Please tally the lines of the records that contain "gates" and send back only the total.
[[ Records for this task open ]]
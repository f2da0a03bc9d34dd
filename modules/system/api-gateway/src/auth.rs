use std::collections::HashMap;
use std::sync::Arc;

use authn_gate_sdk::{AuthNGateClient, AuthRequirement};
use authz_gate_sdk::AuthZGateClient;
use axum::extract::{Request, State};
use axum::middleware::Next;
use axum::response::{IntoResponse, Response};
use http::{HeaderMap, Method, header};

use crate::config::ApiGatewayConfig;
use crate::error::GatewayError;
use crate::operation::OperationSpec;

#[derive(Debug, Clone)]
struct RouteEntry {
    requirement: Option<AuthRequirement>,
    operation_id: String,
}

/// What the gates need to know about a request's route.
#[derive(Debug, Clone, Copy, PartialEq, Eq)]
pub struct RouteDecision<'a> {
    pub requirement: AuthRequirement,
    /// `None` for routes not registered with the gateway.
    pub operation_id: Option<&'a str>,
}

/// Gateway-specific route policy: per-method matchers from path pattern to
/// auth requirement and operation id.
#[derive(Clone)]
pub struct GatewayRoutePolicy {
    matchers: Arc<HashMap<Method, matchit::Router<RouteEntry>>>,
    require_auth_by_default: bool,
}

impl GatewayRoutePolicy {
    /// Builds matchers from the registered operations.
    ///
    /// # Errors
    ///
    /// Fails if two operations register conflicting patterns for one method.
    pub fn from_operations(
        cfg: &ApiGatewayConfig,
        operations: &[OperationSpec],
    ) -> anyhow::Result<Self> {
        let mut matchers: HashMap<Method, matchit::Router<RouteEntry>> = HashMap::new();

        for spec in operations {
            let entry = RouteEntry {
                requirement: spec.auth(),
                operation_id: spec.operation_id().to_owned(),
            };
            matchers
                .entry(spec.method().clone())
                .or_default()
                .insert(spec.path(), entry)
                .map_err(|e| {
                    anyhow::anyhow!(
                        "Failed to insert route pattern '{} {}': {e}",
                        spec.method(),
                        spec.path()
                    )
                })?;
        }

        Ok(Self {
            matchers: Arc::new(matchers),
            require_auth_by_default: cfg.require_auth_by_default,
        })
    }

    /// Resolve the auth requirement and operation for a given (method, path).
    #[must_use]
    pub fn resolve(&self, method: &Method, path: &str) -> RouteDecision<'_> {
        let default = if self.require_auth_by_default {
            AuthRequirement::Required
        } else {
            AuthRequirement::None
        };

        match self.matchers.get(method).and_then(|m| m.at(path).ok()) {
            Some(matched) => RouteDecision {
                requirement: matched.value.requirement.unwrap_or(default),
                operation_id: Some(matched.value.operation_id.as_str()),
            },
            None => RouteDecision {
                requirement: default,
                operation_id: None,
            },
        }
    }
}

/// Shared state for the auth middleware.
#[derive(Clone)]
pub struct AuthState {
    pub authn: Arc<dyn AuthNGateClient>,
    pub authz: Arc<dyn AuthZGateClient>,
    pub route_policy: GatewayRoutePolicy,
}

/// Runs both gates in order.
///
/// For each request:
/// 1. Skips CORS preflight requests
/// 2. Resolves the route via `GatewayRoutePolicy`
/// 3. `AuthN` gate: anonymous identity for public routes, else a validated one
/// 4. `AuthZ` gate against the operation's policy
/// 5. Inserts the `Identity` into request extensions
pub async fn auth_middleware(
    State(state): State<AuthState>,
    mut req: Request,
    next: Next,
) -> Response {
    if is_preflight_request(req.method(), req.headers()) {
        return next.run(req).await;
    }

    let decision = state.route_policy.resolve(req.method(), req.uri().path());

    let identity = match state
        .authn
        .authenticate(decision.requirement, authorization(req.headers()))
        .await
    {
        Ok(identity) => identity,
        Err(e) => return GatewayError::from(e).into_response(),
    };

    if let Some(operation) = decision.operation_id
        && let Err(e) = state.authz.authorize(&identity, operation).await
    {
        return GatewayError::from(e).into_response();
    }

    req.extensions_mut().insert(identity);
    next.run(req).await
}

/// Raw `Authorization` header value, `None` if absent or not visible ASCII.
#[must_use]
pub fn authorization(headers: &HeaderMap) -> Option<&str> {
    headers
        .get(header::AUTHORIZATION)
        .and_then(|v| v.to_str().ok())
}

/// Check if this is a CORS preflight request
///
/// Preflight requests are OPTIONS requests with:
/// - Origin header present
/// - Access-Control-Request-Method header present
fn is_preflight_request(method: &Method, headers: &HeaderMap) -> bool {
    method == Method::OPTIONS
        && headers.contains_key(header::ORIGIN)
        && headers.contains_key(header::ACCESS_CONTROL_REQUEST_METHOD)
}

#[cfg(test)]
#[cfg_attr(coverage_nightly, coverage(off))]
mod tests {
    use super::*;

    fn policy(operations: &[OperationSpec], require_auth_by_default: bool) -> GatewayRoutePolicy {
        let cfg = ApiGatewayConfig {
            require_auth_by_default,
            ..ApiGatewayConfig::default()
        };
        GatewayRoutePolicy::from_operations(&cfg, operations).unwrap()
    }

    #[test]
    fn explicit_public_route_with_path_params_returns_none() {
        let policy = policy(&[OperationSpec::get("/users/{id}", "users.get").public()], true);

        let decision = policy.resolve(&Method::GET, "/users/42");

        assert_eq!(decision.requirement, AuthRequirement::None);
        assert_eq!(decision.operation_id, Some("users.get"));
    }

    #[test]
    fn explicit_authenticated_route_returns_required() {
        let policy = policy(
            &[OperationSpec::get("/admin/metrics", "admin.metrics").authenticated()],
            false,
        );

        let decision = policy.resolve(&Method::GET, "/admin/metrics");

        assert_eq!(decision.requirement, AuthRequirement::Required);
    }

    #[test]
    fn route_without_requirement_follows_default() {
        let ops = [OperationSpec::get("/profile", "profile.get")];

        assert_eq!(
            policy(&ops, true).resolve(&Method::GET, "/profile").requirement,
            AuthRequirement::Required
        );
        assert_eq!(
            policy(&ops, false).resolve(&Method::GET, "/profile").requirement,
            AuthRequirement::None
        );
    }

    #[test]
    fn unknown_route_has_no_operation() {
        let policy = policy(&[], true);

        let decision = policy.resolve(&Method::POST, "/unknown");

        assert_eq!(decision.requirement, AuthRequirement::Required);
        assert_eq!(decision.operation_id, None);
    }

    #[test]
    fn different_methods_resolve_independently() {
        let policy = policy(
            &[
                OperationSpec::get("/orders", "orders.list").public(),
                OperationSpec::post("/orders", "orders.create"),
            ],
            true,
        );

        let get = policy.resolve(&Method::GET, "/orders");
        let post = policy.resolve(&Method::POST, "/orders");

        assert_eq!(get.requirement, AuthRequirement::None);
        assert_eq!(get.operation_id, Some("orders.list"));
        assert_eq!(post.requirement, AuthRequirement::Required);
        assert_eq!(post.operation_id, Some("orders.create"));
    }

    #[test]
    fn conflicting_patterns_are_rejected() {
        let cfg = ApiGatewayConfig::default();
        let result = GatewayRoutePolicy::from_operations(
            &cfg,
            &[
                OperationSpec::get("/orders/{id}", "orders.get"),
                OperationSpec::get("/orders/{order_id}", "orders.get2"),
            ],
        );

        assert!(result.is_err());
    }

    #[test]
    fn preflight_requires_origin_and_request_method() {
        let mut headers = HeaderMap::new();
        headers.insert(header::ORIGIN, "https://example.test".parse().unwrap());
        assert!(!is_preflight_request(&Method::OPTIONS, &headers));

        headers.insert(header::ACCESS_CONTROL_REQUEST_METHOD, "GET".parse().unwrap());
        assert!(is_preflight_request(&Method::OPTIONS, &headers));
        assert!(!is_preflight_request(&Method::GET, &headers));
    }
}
[[ Records for this task closed ]]
Result: 2